950422 – exceptions in rhq-install.sh log

Bug 950422 - exceptions in rhq-install.sh log

Summary: exceptions in rhq-install.sh log

Keywords:
Status:	CLOSED CURRENTRELEASE
Alias:	None
Product:	JBoss Operations Network
Classification:	JBoss
Component:	Installer
Sub Component:
Version:	JON 3.2
Hardware:	i686
OS:	Linux
Priority:	unspecified
Severity:	high
Target Milestone:	ER01
Target Release:	JON 3.2.0
Assignee:	Stefan Negrea
QA Contact:	Mike Foley
Docs Contact:
URL:
Whiteboard:
Depends On:
Blocks:	971377 951619
TreeView+	depends on / blocked

Reported:	2013-04-10 08:38 UTC by Armine Hovsepyan
Modified:	2015-09-03 00:01 UTC (History)
CC List:	7 users (show)
Fixed In Version:
Clone Of:
Environment:
Last Closed:	2013-04-15 01:47:26 UTC
Type:	Bug
Embargoed:

Attachments	(Terms of Use)
rhq_sh_log.txt (5.08 KB, text/plain) 2013-04-10 08:38 UTC, Armine Hovsepyan	no flags	Details
rhq-storage-installer.png (211.57 KB, image/png) 2013-08-26 10:55 UTC, Armine Hovsepyan	no flags	Details
View All

Description Armine Hovsepyan 2013-04-10 08:38:58 UTC

Created attachment 733544 [details]
rhq_sh_log.txt

Description of problem:


Version-Release number of selected component (if applicable):


How reproducible:
always

Steps to Reproduce:
1. download latest rhq server installer (having cassandra integrated)
2. from non-root user run rhq.sh 
3.
  
Actual results:
rhq server with storage and agetn is installed, having exceptions in log

Expected results:
rhq server with storage and agetn is installed - without exceptions in log

Additional info:
log is attached

Comment 1 John Sanda 2013-04-15 01:47:26 UTC

I am closing this since out since rhq.sh has been replaced by rhqctl.sh. Please retest with rhqctl.sh. I may have investigated these exceptions at some point, and I want to say that it looked like it may have been an issue specific to the environment. With that said, if this error occurs again, please run the RHQ installer from a master build to see if you get the error there is well. Even if it is not an issue introduced in the cassandra-backend branch and even if it looks like an environment-specific issue, someone ought to determine what is causing the problems because at some point someone else is bound to run into it.

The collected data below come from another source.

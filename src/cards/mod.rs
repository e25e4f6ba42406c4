//! Flashcard generation
//!
//! One card per (word, context sentence) pair, produced through the
//! generation backend. The orchestration layer turns a batch of words plus
//! a context source into a list of cards with per-item failure isolation.

mod generator;
mod service;
mod types;

pub use generator::CardGenerator;
pub use service::CardService;
pub use types::{Card, CardError, MAX_IMAGE_BYTES, MAX_TEXT_CHARS};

Comment 2 Armine Hovsepyan 2013-04-18 11:13:36 UTC

Sorry for reopening. The exception exists while running rhq-install.sh as non-root user.

Editing the description of bug.

Comment 4 John Sanda 2013-04-23 11:56:17 UTC

Armine, can you please retest this with a master build as well?

Comment 5 Armine Hovsepyan 2013-04-23 12:40:39 UTC

Bug is visible in master build as well.

removing dependency on Cassandra back-end tracker.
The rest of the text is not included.